(Data excerpts)
//! Construction of [`StaticMap`] and [`StaticSet`] tables.
//!
//! A table is built exactly once from an ordered sequence of `(key, value)`
//! pairs. Keys are placed with Robin Hood linear probing: on a collision, the
//! incoming entry takes the slot only if it has travelled strictly further
//! from its ideal slot than the resident, and the evicted resident continues
//! the walk. Equal displacement never swaps, so the first entry to reach a
//! slot at a given displacement keeps it.
//!
//! Placement depends on insertion order. Permuting the input can move keys to
//! different slots but never changes which keys are stored.

use alloc::boxed::Box;
use alloc::vec;
use alloc::vec::Vec;

use thiserror::Error;

use crate::hash::PerfectHash;
use crate::hash::SeededHasher;
use crate::hash::StandardHasher;
use crate::static_map::Slot;
use crate::static_map::StaticMap;
use crate::static_map::displacement;
use crate::static_map::ideal_slot;
use crate::static_set::StaticSet;

/// Error returned when a table cannot be built.
///
/// A failed build never produces a partially filled table. Every failure is
/// a deterministic function of the input, the capacity and the seed, so
/// retrying with the same configuration fails the same way.
#[derive(Debug, Clone, PartialEq, Error)]
pub enum BuildError<K> {
    /// A probe walk covered the whole table without finding an empty slot.
    ///
    /// `key` is the entry being carried when the walk gave up, which may be
    /// a previously placed key evicted along the way. Recover by building
    /// again with a larger capacity.
    #[error("capacity {capacity} is too small to place {len} keys")]
    CapacityOverflow {
        /// The key that could not be placed.
        key: K,
        /// The capacity that was attempted.
        capacity: usize,
        /// The number of keys in the input.
        len: usize,
    },
    /// The same key appeared more than once in the input.
    #[error("duplicate key in build input")]
    DuplicateKey {
        /// The repeated key.
        key: K,
    },
    /// Every seed tried produced an entry displaced further than allowed.
    #[error("max displacement {observed} exceeds limit {limit} after {seeds_tried} seed(s)")]
    DisplacementLimit {
        /// The configured limit.
        limit: usize,
        /// The max displacement of the last attempt.
        observed: usize,
        /// How many seeds were tried.
        seeds_tried: u32,
    },
    /// The capacity multiplier was not finite or below `1.0`. Also returned
    /// when it scales the key count past `usize::MAX`.
    #[error("invalid capacity multiplier {0}")]
    InvalidMultiplier(f64),
}

impl<K> BuildError<K> {
    /// Returns the key responsible for the failure, if there is one.
    pub fn key(&self) -> Option<&K> {
        match self {
            BuildError::CapacityOverflow { key, .. } | BuildError::DuplicateKey { key } => {
                Some(key)
            }
            BuildError::DisplacementLimit { .. } | BuildError::InvalidMultiplier(_) => None,
        }
    }
}

/// Configuration for building a table.
///
/// The defaults reproduce the plain Robin Hood build: capacity equal to the
/// number of keys, seed `0`, no displacement limit and no reseeding.
///
/// # Examples
///
/// ```rust
/// # use robin_static::Builder;
/// #
/// let pairs = (0..50).map(|i| (format!("key{i:03}"), i));
/// let map = Builder::new().capacity_multiplier(1.5).build(pairs).unwrap();
///
/// assert_eq!(map.capacity(), 75);
/// assert_eq!(map.get("key049"), Some(&49));
/// assert_eq!(map.get("key050"), None);
/// ```
#[derive(Debug, Clone, Copy)]
pub struct Builder {
    capacity: Option<usize>,
    multiplier: f64,
    seed: u64,
    max_displacement: Option<usize>,
    reseed_attempts: u32,
}

impl Default for Builder {
    fn default() -> Self {
        Self::new()
    }
}

impl Builder {
    /// Creates a builder with the default configuration.
    pub const fn new() -> Self {
        Self {
            capacity: None,
            multiplier: 1.0,
            seed: 0,
            max_displacement: None,
            reseed_attempts: 0,
        }
    }

    /// Sets the exact number of slots. Takes precedence over
    /// [`capacity_multiplier`](Self::capacity_multiplier).
    pub const fn capacity(mut self, capacity: usize) -> Self {
        self.capacity = Some(capacity);
        self
    }

    /// Sizes the table as `ceil(len * multiplier)` slots.
    ///
    /// Smaller multipliers save memory but produce longer probe walks. Values
    /// above roughly `2.0` give little further benefit.
    pub const fn capacity_multiplier(mut self, multiplier: f64) -> Self {
        self.multiplier = multiplier;
        self
    }

    /// Sets the seed used for the placement hash.
    pub const fn seed(mut self, seed: u64) -> Self {
        self.seed = seed;
        self
    }

    /// Rejects any placement where an entry ends up more than `limit` slots
    /// from its ideal slot.
    pub const fn max_displacement(mut self, limit: usize) -> Self {
        self.max_displacement = Some(limit);
        self
    }

    /// Number of additional seeds to try when the displacement limit is
    /// exceeded. Seeds are tried in order `seed + 1`, `seed + 2`, ...
    pub const fn reseed_attempts(mut self, attempts: u32) -> Self {
        self.reseed_attempts = attempts;
        self
    }

    /// Builds a map using the [`StandardHasher`].
    pub fn build<K, V, I>(&self, pairs: I) -> Result<StaticMap<K, V>, BuildError<K>>
    where
        K: PerfectHash + Eq,
        I: IntoIterator<Item = (K, V)>,
    {
        self.build_with_hasher(pairs, StandardHasher)
    }

    /// Builds a map that places and finds keys with `hasher`.
    pub fn build_with_hasher<K, V, H, I>(
        &self,
        pairs: I,
        hasher: H,
    ) -> Result<StaticMap<K, V, H>, BuildError<K>>
    where
        K: Eq,
        H: SeededHasher<K>,
        I: IntoIterator<Item = (K, V)>,
    {
        let mut items: Vec<(K, V)> = pairs.into_iter().collect();
        let len = items.len();
        let capacity = self.resolve_capacity(len)?;

        log::debug!(
            "building static table: {} keys, capacity {}, seed {}",
            len,
            capacity,
            self.seed
        );

        if capacity == 0 {
            if !items.is_empty() {
                log::warn!("cannot place {} keys in an empty table", len);
                let (key, _) = items.swap_remove(0);
                return Err(BuildError::CapacityOverflow { key, capacity, len });
            }
            return Ok(StaticMap::from_parts(Box::new([]), 0, self.seed, 0, hasher));
        }

        let mut seed = self.seed;
        let mut seeds_tried = 0u32;
        loop {
            let hashes: Vec<u64> = items.iter().map(|(key, _)| hasher.hash(key, seed)).collect();
            seeds_tried = seeds_tried.saturating_add(1);

            let placement = match place(&items, &hashes, capacity) {
                Ok(placement) => placement,
                Err(PlaceError::Overflow { index }) => {
                    log::warn!(
                        "capacity {} overflowed while placing {} keys",
                        capacity,
                        len
                    );
                    let (key, _) = items.swap_remove(index);
                    return Err(BuildError::CapacityOverflow { key, capacity, len });
                }
                Err(PlaceError::Duplicate { index }) => {
                    let (key, _) = items.swap_remove(index);
                    return Err(BuildError::DuplicateKey { key });
                }
            };

            match self.max_displacement {
                Some(limit) if placement.max_displacement > limit => {
                    if seeds_tried > self.reseed_attempts {
                        log::warn!(
                            "max displacement {} over limit {} after {} seed(s)",
                            placement.max_displacement,
                            limit,
                            seeds_tried
                        );
                        return Err(BuildError::DisplacementLimit {
                            limit,
                            observed: placement.max_displacement,
                            seeds_tried,
                        });
                    }
                    log::trace!(
                        "seed {} reached displacement {} (limit {}), reseeding",
                        seed,
                        placement.max_displacement,
                        limit
                    );
                    seed = seed.wrapping_add(1);
                }
                _ => {
                    log::debug!(
                        "built static table: {} keys in {} slots, seed {}, max displacement {}",
                        len,
                        capacity,
                        seed,
                        placement.max_displacement
                    );
                    let max_displacement = placement.max_displacement;
                    let slots = placement.into_slots(items);
                    return Ok(StaticMap::from_parts(
                        slots,
                        len,
                        seed,
                        max_displacement,
                        hasher,
                    ));
                }
            }
        }
    }

    /// Builds a set of `keys` using the [`StandardHasher`].
    pub fn build_set<K, I>(&self, keys: I) -> Result<StaticSet<K>, BuildError<K>>
    where
        K: PerfectHash + Eq,
        I: IntoIterator<Item = K>,
    {
        self.build_set_with_hasher(keys, StandardHasher)
    }

    /// Builds a set of `keys` that places and finds keys with `hasher`.
    pub fn build_set_with_hasher<K, H, I>(
        &self,
        keys: I,
        hasher: H,
    ) -> Result<StaticSet<K, H>, BuildError<K>>
    where
        K: Eq,
        H: SeededHasher<K>,
        I: IntoIterator<Item = K>,
    {
        self.build_with_hasher(keys.into_iter().map(|key| (key, ())), hasher)
            .map(StaticSet::from_map)
    }

    fn resolve_capacity<K>(&self, len: usize) -> Result<usize, BuildError<K>> {
        if let Some(capacity) = self.capacity {
            return Ok(capacity);
        }

        let multiplier = self.multiplier;
        if !multiplier.is_finite() || multiplier < 1.0 {
            return Err(BuildError::InvalidMultiplier(multiplier));
        }

        // `usize::MAX as f64` rounds up, so anything at or past it saturates.
        let scaled = len as f64 * multiplier;
        if scaled >= usize::MAX as f64 {
            return Err(BuildError::InvalidMultiplier(multiplier));
        }

        let capacity = scaled as usize;
        if (capacity as f64) < scaled {
            capacity
                .checked_add(1)
                .ok_or(BuildError::InvalidMultiplier(multiplier))
        } else {
            Ok(capacity)
        }
    }
}

/// Builds a map with exactly `capacity` slots using the default
/// configuration.
///
/// # Examples
///
/// ```rust
/// # use robin_static::BuildError;
/// #
/// let map = robin_static::build(2, [(10u32, 'a'), (20, 'b')]).unwrap();
/// assert_eq!(map.get(&20), Some(&'b'));
///
/// let err = robin_static::build(1, [(10u32, 'a'), (20, 'b')]).unwrap_err();
/// assert!(matches!(err, BuildError::CapacityOverflow { capacity: 1, len: 2, .. }));
/// ```
pub fn build<K, V, I>(capacity: usize, pairs: I) -> Result<StaticMap<K, V>, BuildError<K>>
where
    K: PerfectHash + Eq,
    I: IntoIterator<Item = (K, V)>,
{
    Builder::new().capacity(capacity).build(pairs)
}

/// Slot contents during placement: the cached hash and the input position.
#[derive(Clone, Copy)]
struct Placed {
    hash: u64,
    index: usize,
}

struct Placement {
    slots: Vec<Option<Placed>>,
    max_displacement: usize,
}

enum PlaceError {
    Overflow { index: usize },
    Duplicate { index: usize },
}

impl Placement {
    /// Moves every input pair into its assigned slot.
    fn into_slots<K, V>(self, items: Vec<(K, V)>) -> Box<[Option<Slot<K, V>>]> {
        let mut items: Vec<Option<(K, V)>> = items.into_iter().map(Some).collect();
        self.slots
            .into_iter()
            .map(|placed| {
                placed.and_then(|Placed { hash, index }| {
                    items[index]
                        .take()
                        .map(|(key, value)| Slot { hash, key, value })
                })
            })
            .collect()
    }
}

/// Places every item, in input order, into a table of `capacity` slots.
///
/// `capacity` must be non-zero.
fn place<K: Eq, V>(
    items: &[(K, V)],
    hashes: &[u64],
    capacity: usize,
) -> Result<Placement, PlaceError> {
    debug_assert!(capacity > 0);
    debug_assert_eq!(items.len(), hashes.len());

    let mut slots: Vec<Option<Placed>> = vec![None; capacity];
    let mut max_displacement = 0;

    for (index, &hash) in hashes.iter().enumerate() {
        let mut incoming = Placed { hash, index };
        let mut idx = ideal_slot(hash, capacity);
        let mut probe_distance = 0;

        loop {
            if probe_distance >= capacity {
                return Err(PlaceError::Overflow {
                    index: incoming.index,
                });
            }

            let Some(resident) = &mut slots[idx] else {
                slots[idx] = Some(incoming);
                max_displacement = max_displacement.max(probe_distance);
                break;
            };

            if resident.hash == incoming.hash && items[resident.index].0 == items[incoming.index].0 {
                return Err(PlaceError::Duplicate {
                    index: incoming.index,
                });
            }

            let existing = displacement(resident.hash, idx, capacity);
            if probe_distance > existing {
                core::mem::swap(resident, &mut incoming);
                max_displacement = max_displacement.max(probe_distance);
                probe_distance = existing;
            }

            idx += 1;
            if idx == capacity {
                idx = 0;
            }
            probe_distance += 1;
        }
    }

    Ok(Placement {
        slots,
        max_displacement,
    })
}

--- About this exercise ---
Please reproduce, exactly as they appear above, the lines from the line containing "self.capacity = Some(capacity);" up to and including the line containing "displacement limit is".

--- Result of the task ---
        self.capacity = Some(capacity);
        self
    }

    /// Sizes the table as `ceil(len * multiplier)` slots.
    ///
    /// Smaller multipliers save memory but produce longer probe walks. Values
    /// above roughly `2.0` give little further benefit.
    pub const fn capacity_multiplier(mut self, multiplier: f64) -> Self {
        self.multiplier = multiplier;
        self
    }

    /// Sets the seed used for the placement hash.
    pub const fn seed(mut self, seed: u64) -> Self {
        self.seed = seed;
        self
    }

    /// Rejects any placement where an entry ends up more than `limit` slots
    /// from its ideal slot.
    pub const fn max_displacement(mut self, limit: usize) -> Self {
        self.max_displacement = Some(limit);
        self
    }

    /// Number of additional seeds to try when the displacement limit is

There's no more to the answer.